My research interest in UCN source development grew out of my dissertation research, in which I helped to develop the working prototype for this intense superthermal ultracold neutron source at Los Alamos. My main contribution to this effort was to solve the short UCN lifetime problem, which inhibited the predicted large UCN output. In fact, this problem had been preventing the practical success of several groups in America and Europe that had been attempting to construct solid deuterium superthermal sources for several decades. Our group investigated a possible UCN loss mechanism mediated by a particular molecular state of deuterium. In solid deuterium sources, the finite concentration of para-deuterium (spin 1) can retain unquenched rotational energy even at low temperatures. Together with Prof. Young and Dr. Lamoreaux, we completed a series of theoretical calculations which showed that this effect results in excessive upscattering of neutrons out of the ultracold state.
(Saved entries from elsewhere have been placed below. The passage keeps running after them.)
//! In-memory cache tier using DashMap

use async_trait::async_trait;
use dashmap::DashMap;
use parking_lot::Mutex;
use std::sync::Arc;
use std::time::Duration;
use tokio::time::Instant;

use regcache_core::{
    epoch_seconds, glob_match, validate_key, CacheError, CacheTier, CacheValue, EntryMetadata,
    MemoryTierConfig, Result, TierName,
};

#[derive(Debug, Clone)]
struct MemoryEntry {
    value: CacheValue,
    size: u64,
    created_at: i64,
    updated_at: i64,
    accessed_at: i64,
    access_count: u64,
    expires_at: Option<Instant>,
    ttl_seconds: Option<u64>,
}

impl MemoryEntry {
    fn is_expired(&self) -> bool {
        self.expires_at.is_some_and(|at| Instant::now() >= at)
    }
}

/// Bounded in-memory tier with TTL and per-entry accounting.
///
/// The size cap is a hard limit: a write that would push the total past
/// `max_bytes` is refused with a capacity error rather than evicting.
/// Cloning creates a new handle to the SAME underlying store.
#[derive(Clone)]
pub struct MemoryTier {
    data: Arc<DashMap<String, MemoryEntry>>,
    /// Guards the capacity check-and-update so totals stay exact
    total_bytes: Arc<Mutex<u64>>,
    config: MemoryTierConfig,
}

impl MemoryTier {
    pub fn new(config: MemoryTierConfig) -> Self {
        Self {
            data: Arc::new(DashMap::new()),
            total_bytes: Arc::new(Mutex::new(0)),
            config,
        }
    }

    /// Create with default configuration
    pub fn with_defaults() -> Self {
        Self::new(MemoryTierConfig::default())
    }

    /// Current total stored bytes
    pub fn total_bytes(&self) -> u64 {
        *self.total_bytes.lock()
    }

    /// Remove every expired entry; returns how many were removed
    pub fn cleanup_expired(&self) -> usize {
        let expired: Vec<String> = self
            .data
            .iter()
            .filter(|e| e.value().is_expired())
            .map(|e| e.key().clone())
            .collect();

        let mut count = 0;
        for key in expired {
            if self.remove_entry(&key) {
                count += 1;
            }
        }
        count
    }

    fn remove_entry(&self, key: &str) -> bool {
        let mut total = self.total_bytes.lock();
        if let Some((_, entry)) = self.data.remove(key) {
            *total = total.saturating_sub(entry.size);
            true
        } else {
            false
        }
    }

    fn effective_ttl(&self, ttl_seconds: Option<u64>) -> Option<u64> {
        match ttl_seconds {
            Some(0) => None,
            Some(ttl) => Some(ttl),
            None if self.config.ttl_seconds > 0 => Some(self.config.ttl_seconds),
            None => None,
        }
    }
}

#[async_trait]
impl CacheTier for MemoryTier {
    fn tier(&self) -> TierName {
        TierName::Memory
    }

    async fn get(&self, key: &str) -> Result<Option<CacheValue>> {
        validate_key(key)?;
        match self.data.get_mut(key) {
            Some(mut entry) => {
                if entry.is_expired() {
                    drop(entry);
                    self.remove_entry(key);
                    return Ok(None);
                }
                entry.accessed_at = epoch_seconds();
                entry.access_count += 1;
                Ok(Some(entry.value.clone()))
            }
            None => Ok(None),
        }
    }

    async fn set(&self, key: &str, value: &CacheValue, ttl_seconds: Option<u64>) -> Result<()> {
        validate_key(key)?;
        let size = value.estimated_size();
        let now = epoch_seconds();
        let ttl = self.effective_ttl(ttl_seconds);

        let mut total = self.total_bytes.lock();
        let existing = self.data.get(key).map(|e| e.size).unwrap_or(0);
        let new_total = total.saturating_sub(existing).saturating_add(size);
        if new_total > self.config.max_bytes {
            return Err(CacheError::Capacity(format!(
                "memory tier: {} bytes would exceed limit of {}",
                new_total, self.config.max_bytes
            )));
        }

        let created_at = self.data.get(key).map(|e| e.created_at).unwrap_or(now);
        let entry = MemoryEntry {
            value: value.clone(),
            size,
            created_at,
            updated_at: now,
            accessed_at: now,
            access_count: 0,
            expires_at: ttl.map(|t| Instant::now() + Duration::from_secs(t)),
            ttl_seconds: ttl,
        };
        self.data.insert(key.to_string(), entry);
        *total = new_total;

        if self.config.debug {
            tracing::debug!(key, size, ttl = ?ttl, "memory set");
        }
        Ok(())
    }

    async fn delete(&self, key: &str) -> Result<bool> {
        validate_key(key)?;
        Ok(self.remove_entry(key))
    }

    async fn get_many(&self, keys: &[&str]) -> Result<Vec<Option<CacheValue>>> {
        let mut results = Vec::with_capacity(keys.len());
        for key in keys {
            results.push(self.get(key).await?);
        }
        Ok(results)
    }

    async fn set_many(&self, entries: &[(String, CacheValue, Option<u64>)]) -> Result<()> {
        for (key, value, ttl) in entries {
            self.set(key, value, *ttl).await?;
        }
        Ok(())
    }

    async fn keys(&self, pattern: &str) -> Result<Vec<String>> {
        Ok(self
            .data
            .iter()
            .filter(|e| !e.value().is_expired())
            .filter(|e| glob_match(pattern, e.key()))
            .map(|e| e.key().clone())
            .collect())
    }

    async fn len(&self) -> Result<usize> {
        Ok(self.data.len())
    }

    async fn get_metadata(&self, key: &str) -> Result<Option<EntryMetadata>> {
        validate_key(key)?;
        Ok(self.data.get(key).map(|entry| EntryMetadata {
            size: entry.size,
            cached_at: entry.updated_at,
            accessed_at: entry.accessed_at,
            access_count: entry.access_count,
            ttl_seconds: entry.ttl_seconds,
        }))
    }

    async fn clear(&self) -> Result<()> {
        let mut total = self.total_bytes.lock();
        self.data.clear();
        *total = 0;
        Ok(())
    }
}

#[cfg(test)]
mod tests {
    use super::*;
    use regcache_core::OpaqueEntry;

    fn opaque(payload: &str) -> CacheValue {
        CacheValue::Opaque(OpaqueEntry {
            content_type: "text/plain".to_string(),
            payload: payload.as_bytes().to_vec(),
        })
    }

    fn tier(max_bytes: u64) -> MemoryTier {
        MemoryTier::new(MemoryTierConfig {
            enabled: true,
            max_bytes,
            ttl_seconds: 0,
            debug: false,
        })
    }

    #[tokio::test]
    async fn test_basic_get_set() {
        let tier = tier(1024 * 1024);
        tier.set("metadata:a", &opaque("value"), Some(60)).await.unwrap();
        let got = tier.get("metadata:a").await.unwrap();
        assert_eq!(got, Some(opaque("value")));
    }

    #[tokio::test]
    async fn test_get_nonexistent() {
        let tier = tier(1024);
        assert!(tier.get("metadata:missing").await.unwrap().is_none());
    }

    #[tokio::test]
    async fn test_capacity_refusal() {
        let value = opaque("0123456789");
        let size = value.estimated_size();
        let tier = tier(size * 2 + 1);

        tier.set("metadata:a", &value, None).await.unwrap();
        tier.set("metadata:b", &value, None).await.unwrap();
        let err = tier.set("metadata:c", &value, None).await;
        assert!(matches!(err, Err(CacheError::Capacity(_))));

        // Existing entries untouched
        assert_eq!(tier.len().await.unwrap(), 2);
        assert_eq!(tier.total_bytes(), size * 2);
    }

    #[tokio::test]
    async fn test_replace_accounts_size_delta() {
        let small = opaque("s");
        let big = opaque("a much longer payload than before");
        let tier = tier(big.estimated_size() + 1);

        tier.set("metadata:k", &small, None).await.unwrap();
        tier.set("metadata:k", &big, None).await.unwrap();
        assert_eq!(tier.total_bytes(), big.estimated_size());
        assert_eq!(tier.len().await.unwrap(), 1);
    }

    #[tokio::test(start_paused = true)]
    async fn test_expiry_is_lazy() {
        let tier = tier(1024 * 1024);
        tier.set("metadata:short", &opaque("v"), Some(1)).await.unwrap();
        assert!(tier.get("metadata:short").await.unwrap().is_some());

        tokio::time::sleep(Duration::from_millis(1_100)).await;
        assert!(tier.get("metadata:short").await.unwrap().is_none());
        // Lazy delete reclaimed the bytes
        assert_eq!(tier.total_bytes(), 0);
    }

    #[tokio::test]
    async fn test_access_count_monotonic() {
        let tier = tier(1024 * 1024);
        tier.set("metadata:k", &opaque("v"), None).await.unwrap();
        tier.get("metadata:k").await.unwrap();
        tier.get("metadata:k").await.unwrap();
        let meta = tier.get_metadata("metadata:k").await.unwrap().unwrap();
        assert_eq!(meta.access_count, 2);
    }

    #[tokio::test]
    async fn test_delete_and_clear() {
        let tier = tier(1024 * 1024);
        tier.set("metadata:a", &opaque("1"), None).await.unwrap();
        tier.set("metadata:b", &opaque("2"), None).await.unwrap();

        assert!(tier.delete("metadata:a").await.unwrap());
        assert!(!tier.delete("metadata:a").await.unwrap());

        tier.clear().await.unwrap();
        assert_eq!(tier.len().await.unwrap(), 0);
        assert_eq!(tier.total_bytes(), 0);
    }

    #[tokio::test]
    async fn test_keys_glob() {
        let tier = tier(1024 * 1024);
        tier.set("component:react:button", &opaque("1"), None).await.unwrap();
        tier.set("component:react:card", &opaque("2"), None).await.unwrap();
        tier.set("block:react:login-02", &opaque("3"), None).await.unwrap();

        let mut keys = tier.keys("component:react:*").await.unwrap();
        keys.sort();
        assert_eq!(keys, vec!["component:react:button", "component:react:card"]);

        let all = tier.keys("*").await.unwrap();
        assert_eq!(all.len(), 3);
    }

    #[tokio::test(start_paused = true)]
    async fn test_cleanup_expired() {
        let tier = tier(1024 * 1024);
        tier.set("metadata:keep", &opaque("1"), None).await.unwrap();
        tier.set("metadata:drop", &opaque("2"), Some(1)).await.unwrap();

        tokio::time::sleep(Duration::from_millis(1_100)).await;
        assert_eq!(tier.cleanup_expired(), 1);
        assert_eq!(tier.len().await.unwrap(), 1);
    }

    #[tokio::test]
    async fn test_invalid_key_rejected() {
        let tier = tier(1024);
        assert!(tier.get("bad\u{0000}key").await.is_err());
        assert!(tier.set("", &opaque("v"), None).await.is_err());
    }
}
To mitigate this serious source of loss, we built an ortho/para-deuterium converter, and a molecular Raman spectroscope optimized to monitor the ortho/para ratio of the converted gas. In the spring of 2000, the UCN experiment overcame the short-lifetime problem using these instruments. The greatly enhanced UCN flux enabled the collaboration to conduct a comprehensive set of studies on UCN production physics in solid deuterium. In the summer of the same year, the experiment at LANL stored the highest density of UCN ever achieved.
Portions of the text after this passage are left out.